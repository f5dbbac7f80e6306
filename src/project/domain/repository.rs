//! Value objects describing the external repository bound to a project.

use super::ProjectDomainError;
use serde::{Deserialize, Serialize};
use std::fmt;

/// Maximum length for a validated branch name.
const MAX_BRANCH_NAME_LENGTH: usize = 255;

/// Shortest abbreviated commit hash accepted by providers.
const MIN_COMMIT_HASH_LENGTH: usize = 7;

/// Length of a full SHA-256 object name.
const MAX_COMMIT_HASH_LENGTH: usize = 64;

/// Provider-issued numeric identifier of an external repository.
#[derive(Debug, Clone, Copy, PartialEq, Eq, Hash, Serialize, Deserialize)]
#[serde(transparent)]
pub struct RepositoryId(u64);

impl RepositoryId {
    /// Largest identifier representable in the current `PostgreSQL` schema.
    const MAX_PERSISTED_VALUE: u64 = i64::MAX.unsigned_abs();

    /// Creates a validated repository identifier.
    ///
    /// # Errors
    ///
    /// Returns [`ProjectDomainError::InvalidRepositoryId`] when the value is
    /// zero or exceeds `i64::MAX`.
    pub const fn new(value: u64) -> Result<Self, ProjectDomainError> {
        if value == 0 || value > Self::MAX_PERSISTED_VALUE {
            return Err(ProjectDomainError::InvalidRepositoryId(value));
        }
        Ok(Self(value))
    }

    /// Returns the underlying numeric value.
    #[must_use]
    pub const fn value(self) -> u64 {
        self.0
    }
}

impl fmt::Display for RepositoryId {
    fn fmt(&self, f: &mut fmt::Formatter<'_>) -> fmt::Result {
        write!(f, "{}", self.0)
    }
}

/// Normalized external repository name in `owner/repo` format.
#[derive(Debug, Clone, PartialEq, Eq, Hash, Serialize, Deserialize)]
#[serde(transparent)]
pub struct RepositoryFullName(String);

impl RepositoryFullName {
    /// Creates a validated repository name.
    ///
    /// # Errors
    ///
    /// Returns [`ProjectDomainError::InvalidRepository`] if the value does not
    /// contain exactly one slash-delimited owner and repository segment.
    pub fn new(value: impl Into<String>) -> Result<Self, ProjectDomainError> {
        let raw = value.into();
        let normalized = raw.trim();
        let mut segments = normalized.split('/');
        let owner = segments.next().unwrap_or_default();
        let repo = segments.next().unwrap_or_default();
        let has_more_segments = segments.next().is_some();
        let is_valid = !owner.is_empty()
            && !repo.is_empty()
            && !has_more_segments
            && !normalized.chars().any(char::is_whitespace);

        if !is_valid {
            return Err(ProjectDomainError::InvalidRepository(raw));
        }

        Ok(Self(normalized.to_owned()))
    }

    /// Returns the repository name as `str`.
    #[must_use]
    pub fn as_str(&self) -> &str {
        &self.0
    }
}

impl AsRef<str> for RepositoryFullName {
    fn as_ref(&self) -> &str {
        self.as_str()
    }
}

impl fmt::Display for RepositoryFullName {
    fn fmt(&self, f: &mut fmt::Formatter<'_>) -> fmt::Result {
        write!(f, "{}", self.0)
    }
}

/// Validated Git branch name.
///
/// # Examples
///
///     use examiner::project::domain::BranchName;
///
///     let name = BranchName::new("main").expect("valid");
///     assert_eq!(name.as_str(), "main");
#[derive(Debug, Clone, PartialEq, Eq, Hash, Serialize, Deserialize)]
#[serde(transparent)]
pub struct BranchName(String);

impl BranchName {
    /// Creates a validated branch name.
    ///
    /// # Errors
    ///
    /// Returns [`ProjectDomainError::InvalidBranchName`] when the value is
    /// empty, contains whitespace or a colon, or exceeds the length limit.
    pub fn new(value: impl Into<String>) -> Result<Self, ProjectDomainError> {
        let raw = value.into();
        let normalized = raw.trim();

        let is_invalid = normalized.is_empty()
            || normalized.len() > MAX_BRANCH_NAME_LENGTH
            || normalized.contains(':')
            || normalized.chars().any(char::is_whitespace);
        if is_invalid {
            return Err(ProjectDomainError::InvalidBranchName(raw));
        }

        Ok(Self(normalized.to_owned()))
    }

    /// Returns the branch name as a string slice.
    #[must_use]
    pub fn as_str(&self) -> &str {
        &self.0
    }
}

impl fmt::Display for BranchName {
    fn fmt(&self, f: &mut fmt::Formatter<'_>) -> fmt::Result {
        write!(f, "{}", self.0)
    }
}

/// Hexadecimal commit object name, normalized to lowercase.
#[derive(Debug, Clone, PartialEq, Eq, Hash, Serialize, Deserialize)]
#[serde(try_from = "String", into = "String")]
pub struct CommitHash(String);

impl CommitHash {
    /// Creates a validated commit hash.
    ///
    /// # Errors
    ///
    /// Returns [`ProjectDomainError::InvalidCommitHash`] unless the trimmed
    /// value is 7 to 64 ASCII hexadecimal characters.
    pub fn new(value: impl Into<String>) -> Result<Self, ProjectDomainError> {
        let raw = value.into();
        let normalized = raw.trim();
        let has_valid_length =
            (MIN_COMMIT_HASH_LENGTH..=MAX_COMMIT_HASH_LENGTH).contains(&normalized.len());
        if !has_valid_length || !normalized.chars().all(|ch| ch.is_ascii_hexdigit()) {
            return Err(ProjectDomainError::InvalidCommitHash(raw));
        }
        Ok(Self(normalized.to_ascii_lowercase()))
    }

    /// Returns the hash as a string slice.
    #[must_use]
    pub fn as_str(&self) -> &str {
        &self.0
    }
}

impl TryFrom<String> for CommitHash {
    type Error = ProjectDomainError;

    fn try_from(value: String) -> Result<Self, Self::Error> {
        Self::new(value)
    }
}

impl From<CommitHash> for String {
    fn from(value: CommitHash) -> Self {
        value.0
    }
}

impl fmt::Display for CommitHash {
    fn fmt(&self, f: &mut fmt::Formatter<'_>) -> fmt::Result {
        write!(f, "{}", self.0)
    }
}

/// Current state of an external repository as reported by an inspector.
#[derive(Debug, Clone, PartialEq, Eq, Serialize, Deserialize)]
pub struct RepositorySnapshot {
    full_name: RepositoryFullName,
    branch: BranchName,
    commit_hash: CommitHash,
}

impl RepositorySnapshot {
    /// Creates a snapshot from validated components.
    #[must_use]
    pub const fn new(
        full_name: RepositoryFullName,
        branch: BranchName,
        commit_hash: CommitHash,
    ) -> Self {
        Self {
            full_name,
            branch,
            commit_hash,
        }
    }

    /// Creates a snapshot from raw provider values.
    ///
    /// # Errors
    ///
    /// Returns a [`ProjectDomainError`] when any component is invalid.
    pub fn from_parts(
        full_name: &str,
        branch: &str,
        commit_hash: &str,
    ) -> Result<Self, ProjectDomainError> {
        Ok(Self::new(
            RepositoryFullName::new(full_name)?,
            BranchName::new(branch)?,
            CommitHash::new(commit_hash)?,
        ))
    }

    /// Returns the repository's full `owner/repo` name.
    #[must_use]
    pub const fn full_name(&self) -> &RepositoryFullName {
        &self.full_name
    }

    /// Returns the default branch that was inspected.
    #[must_use]
    pub const fn branch(&self) -> &BranchName {
        &self.branch
    }

    /// Returns the latest commit on the inspected branch.
    #[must_use]
    pub const fn commit_hash(&self) -> &CommitHash {
        &self.commit_hash
    }
}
# # #
WORK INSTRUCTIONS:
Within the listing, how many lines hold the string "exceeds"? State that number alone.

ANSWER BELOW:
2